Je laisse ici les philosophes, bien que l’idéalisme, repensé, en dehors de toute culture abstraite, par Villiers de l’Isle-Adam et Mallarmé, me paraisse précisément très propre à éclaircir les origines psychologiques de cette doctrine. Mais je pourrais étendre loin l’observation que tous deux me suggèrent, celle-ci : de même que d’âme sans corps, il n’est pas d’idéalisme sans un matérialisme correspondant, et même sans un double matérialisme. Il comporte d’abord un amour déçu de la matière : le père étonnant de Villiers, mourant sur un grabat, croyait léguer à son fils des millions par centaines, et celui-ci, complice et croyant de leur présence, les a trouvés enfin dans les trésors qui croulent d’une paroi ouverte au pied de Sara de Maupers. Et j’ai indiqué les positions sentimentales de l’Après-Midi d’un Faune. Mais après ce matérialisme antérieur, l’idéalisme implique un matérialisme postérieur, le matérialisme esthétique qui rendra sensibles et plastiques les idées. L’art n’est point créé par l’Idée seule, mais par la coulée de matière jetée dans son moule.

Il n’est pas d’artiste sans l’amour, sans la passion de quelque matière, — et, bien que le verbe, sujet de la poésie, forme déjà une matière subtile, pas de poète qui, au delà du verbe, ne tienne à une autre matière encore, par les fibres d’une sensibilité avide. La vie, l’expression poétique, sont à ce prix. Dans la poésie non immatérielle, mais charnelle et savoureuse, d’Hérodiade et de l’Après-Midi, dans le délice de vers qui par delà îa musique communiquent jusqu’à notre toucher une pulpe élastique et fraîche, la matière, mieux que l’idée, comme un absolu, est figurée à la ferveur du poète. Il semble que, par quelque détour de la loi qui conserve la quantité d’énergie, la matière doive toujours, en fin de compte, se retrouver à sa place, qui est la première, « Materia prima, — (enseigne à Sara dans son sermon l’Archidiacre d’Axël) — a dit l’Ange de l’École, proposition soixante-quinzième, et souviens-toi que la bulle de Clément V frappe d’excommunication quiconque osera rêver le contraire ! » Et son génie divinatoire d’artiste sert mieux ici Villiers que sa fantaisie d’érudition. Il faut croire de l’idéalisme pur ce que Bacon pensait de la recherche des causes finales : c’est la Vierge qui, consacrée au Seigneur, n’enfante point.

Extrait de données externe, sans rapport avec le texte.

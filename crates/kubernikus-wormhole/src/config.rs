//! Command line configuration for the wormhole binary.

use std::{path::PathBuf, time::Duration};

use clap::Parser;
use ipnet::Ipv4Net;

use crate::tunnel::{self, TlsFiles};

#[derive(Debug, Parser)]
#[command(name = "wormhole", about = "Reverse-tunnel fabric for kubernikus worker nodes", version)]
pub struct Options {
    /// Service CIDR whose traffic is redirected through the tunnels.
    #[arg(long)]
    pub service_cidr: Ipv4Net,

    /// Port the node-side tunnel servers listen on.
    #[arg(long, default_value_t = tunnel::TUNNEL_PORT)]
    pub tunnel_port: u16,

    /// CA bundle the node certificates are verified against.
    #[arg(long, env = "WORMHOLE_CA")]
    pub ca: PathBuf,

    /// Client certificate presented to the nodes.
    #[arg(long, env = "WORMHOLE_CERT")]
    pub cert: PathBuf,

    /// Key for the client certificate.
    #[arg(long, env = "WORMHOLE_KEY")]
    pub key: PathBuf,

    /// Full resync period for the node watch.
    #[arg(long, value_parser = humantime::parse_duration, default_value = "5m")]
    pub resync_period: Duration,
}

impl Options {
    pub fn tls_files(&self) -> TlsFiles {
        TlsFiles {
            ca: self.ca.clone(),
            cert: self.cert.clone(),
            key: self.key.clone(),
        }
    }
}

#[cfg(test)]
mod tests {
    use super::*;

    #[test]
    fn parses_the_minimal_invocation() {
        let options = Options::parse_from([
            "wormhole",
            "--service-cidr",
            "198.18.128.0/17",
            "--ca",
            "/etc/wormhole/ca.crt",
            "--cert",
            "/etc/wormhole/client.crt",
            "--key",
            "/etc/wormhole/client.key",
        ]);
        assert_eq!(options.tunnel_port, 9090);
        assert_eq!(options.resync_period, Duration::from_secs(300));
        assert_eq!(options.service_cidr.prefix_len(), 17);
    }
}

Tout idéalisme implique donc, avec un malaise, une antinomie. Alternativement la matière est exaltée comme condition expressive de l’Idée, décriée comme sa négation. C’est ainsi, je crois, qu’il faut comprendre et résoudre ce que l’on voit d’abord de contradictoire dans l’Ève Future. La passion sensuelle qui attire vers la matière l’esprit de l’artiste est indépendante du jugement d’existence porté sur la matière, ou mieux elle s’accommode des jugements opposés d’être et de non-être, comme de deux façons de la comprendre et de la goûter. Ne cherchons pas là quelque identité hégélienne de termes contraires, mais nécessité vivante, accord et mise au point d’illusions logiques dont les ombres sont nécessaires comme son élément de fraîcheur à la réalité de la vie.

On s’éclairerait mieux par une comparaison entre l’Après-Midi d’un Faune et Vera, un des maîtres contes de Villiers. D’une façon saisissante, les deux œuvres sont nées du même esprit, mais l’une lyrique et dont la flûte verse « aux bosquets arrosés d’accords » toute l’intimité du poète, l’autre superbement impersonnelle.

Ô nymphes, regonflons des souvenirs divers !

La Syrinx dans l’Après-Midi, la clef du tombeau dans Vera, ouvrent pareillement l’univers intérieur à celui qui mérite d’y croire et d’y vivre ; mais pour le faune mythologique comme pour l’époux de Vera, la vie intérieure est faite de souvenirs, les souvenirs sont faits de la vie palpitante d’où monte leur ardent nuage, non encore en fumée de songe, mais en flamme alors exaspérée et douloureuse.

Tu sais, ma passion, que pourpre et déjà mûre,
Chaque grenade éclate et d’abeilles murmure,
Et notre sang, épris de qui le va saisir,
Coule pour tout l’essaim éternel du désir.
Une fête s’exalte en la feuillée éteinte,
Etna, c’est parmi toi visité de Vénus
Sur ta lave posant ses talons ingénus...

sans préjudice des moments d’orgueilleuse joie, des jours où dans l’oubli de toute matière et de toute vérité, le monde intérieur étale la mer d’huile d’un Pacifique illimité ! Ces moments où, pour Mallarmé, se développait une ampleur de délivrance, où surnageait sans poids et libre la fleur intacte de la vie idéaliste, j’imagine qu’il les obtenait, sur la Seine ensoleillée, de la yole solitaire aimée jalousement ; et c’est l’un d’eux que me rendent nu, tout frais, sous ses rosées, d’un matin que nul pas n’effleura, les pages du Nénuphar Blanc.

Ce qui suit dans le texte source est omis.